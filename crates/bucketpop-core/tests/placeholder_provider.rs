// crates/bucketpop-core/tests/placeholder_provider.rs
// ============================================================================
// Module: Placeholder Provider Tests
// Description: Behavior of the in-memory provider used for none/demo logins.
// Purpose: Validate numbering, exclusion handling, and delete semantics.
// ============================================================================

//! ## Overview
//! Exercises [`PlaceholderProvider`] through the [`Provider`] contract the
//! mail listener uses.

#![allow(
    clippy::panic,
    clippy::unwrap_used,
    clippy::expect_used,
    clippy::use_debug,
    clippy::panic_in_result_fn,
    clippy::unwrap_in_result,
    reason = "Test-only panic-based assertions are permitted."
)]

use bucketpop_core::DEMO_EMAIL;
use bucketpop_core::PlaceholderProvider;
use bucketpop_core::Provider;
use bucketpop_core::ProviderError;

// ============================================================================
// SECTION: Listing
// ============================================================================

#[tokio::test]
async fn empty_provider_lists_nothing() {
    let provider = PlaceholderProvider::empty();
    let listing = provider.list_emails(&[]).await.unwrap();
    assert!(listing.is_empty());
}

#[tokio::test]
async fn demo_provider_lists_exactly_one_message() {
    let provider = PlaceholderProvider::demo();
    let listing = provider.list_emails(&[]).await.unwrap();
    assert_eq!(listing.len(), 1);
    let email = listing.get(&1).expect("message 1");
    assert_eq!(email.number, 1);
    assert_eq!(email.size, u64::try_from(DEMO_EMAIL.len()).unwrap());
}

#[tokio::test]
async fn listing_omits_excluded_numbers_and_keeps_numbering() {
    let provider = PlaceholderProvider::with_messages([
        ("a", b"first".to_vec()),
        ("b", b"second".to_vec()),
        ("c", b"third".to_vec()),
    ]);
    let listing = provider.list_emails(&[2]).await.unwrap();
    let numbers: Vec<usize> = listing.keys().copied().collect();
    assert_eq!(numbers, vec![1, 3]);
    assert_eq!(listing[&3].uid, "c");
}

// ============================================================================
// SECTION: Retrieval
// ============================================================================

#[tokio::test]
async fn demo_payload_is_the_fixed_message() {
    let provider = PlaceholderProvider::demo();
    let payload = provider.get_email_payload(1, &[]).await.unwrap();
    assert_eq!(payload.as_bytes(), DEMO_EMAIL.as_bytes());
}

#[tokio::test]
async fn get_rejects_zero_out_of_range_and_excluded_numbers() {
    let provider = PlaceholderProvider::demo();
    assert!(matches!(provider.get_email(0, &[]).await, Err(ProviderError::NotFound(0))));
    assert!(matches!(provider.get_email(2, &[]).await, Err(ProviderError::NotFound(2))));
    assert!(matches!(provider.get_email_payload(1, &[1]).await, Err(ProviderError::NotFound(1))));
}

// ============================================================================
// SECTION: Deletes
// ============================================================================

#[tokio::test]
async fn delete_is_acknowledged_but_not_persisted() {
    let provider = PlaceholderProvider::demo();
    provider.delete_email(1).await.unwrap();
    assert_eq!(provider.list_emails(&[]).await.unwrap().len(), 1);
    assert!(matches!(provider.delete_email(5).await, Err(ProviderError::NotFound(5))));
}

== WHAT THE TASK ASKS ==
Using the listing above, pick out each line that contains the word "ProviderError", then copy it.

== SOLUTION FOR THIS TASK ==
use bucketpop_core::ProviderError;
    assert!(matches!(provider.get_email(0, &[]).await, Err(ProviderError::NotFound(0))));
    assert!(matches!(provider.get_email(2, &[]).await, Err(ProviderError::NotFound(2))));
    assert!(matches!(provider.get_email_payload(1, &[1]).await, Err(ProviderError::NotFound(1))));
    assert!(matches!(provider.delete_email(5).await, Err(ProviderError::NotFound(5))));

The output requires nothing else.